Ray's ride a personal experience and a way to help out

THE reason to ride has never been more personal for musician and motorcycle enthusiast Ray Vanderby.

After 20 years of drug and alcohol abuse he ended up homeless, depressed and was beginning to think of suicide.

He says his story is not dissimilar to that of Australian rocker Angry Anderson who also battled depression for most of his life and is now the Black Dog Ride ambassador.

The Black Dog Ride on March 23 is a nationwide event to raise awareness of depression and suicide prevention.

As president of Orange’s Suntrippers Motorcycle Club Ray will be among the riders taking part.

“As a professional musician I shared the stage with Angry playing keyboards in the top rock bands  touring the country in the 1970s,” Mr Vanderby said.

“I didn’t realise it at the time when I was drinking and taking drugs that I was really escaping from the way I felt and reality.”
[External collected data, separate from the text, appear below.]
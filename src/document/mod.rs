//! The resolved style configuration document.
//!
//! This module defines the `ConfigDocument` that a loader produces and an
//! external build tool consumes: content globs, dark-mode strategy, colour
//! palette, keyframes, animation bindings, and plugins.

mod defaults;
mod model;
mod operations;
pub mod types;


pub use model::ConfigDocument;
pub use types::DarkModeStrategy;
“If it wasn’t for the help of certain people I will call angels in the rehabilitation clinics in Sydney, I wouldn’t be here today" - RAY VANDERBY

In 1974, Mr Vanderby played with Steve Wright and Blackfeather, who performed alongside Buffalo, and Rose Tattoo with lead singer Angry Anderson at Sydney’s legendary Hordern Pavilion.

Mr Vanderby said he knows only too well the negative forces “when you are in that black hole of depression” from his days of alcoholism and drug addiction when he was in his 20s and 30s.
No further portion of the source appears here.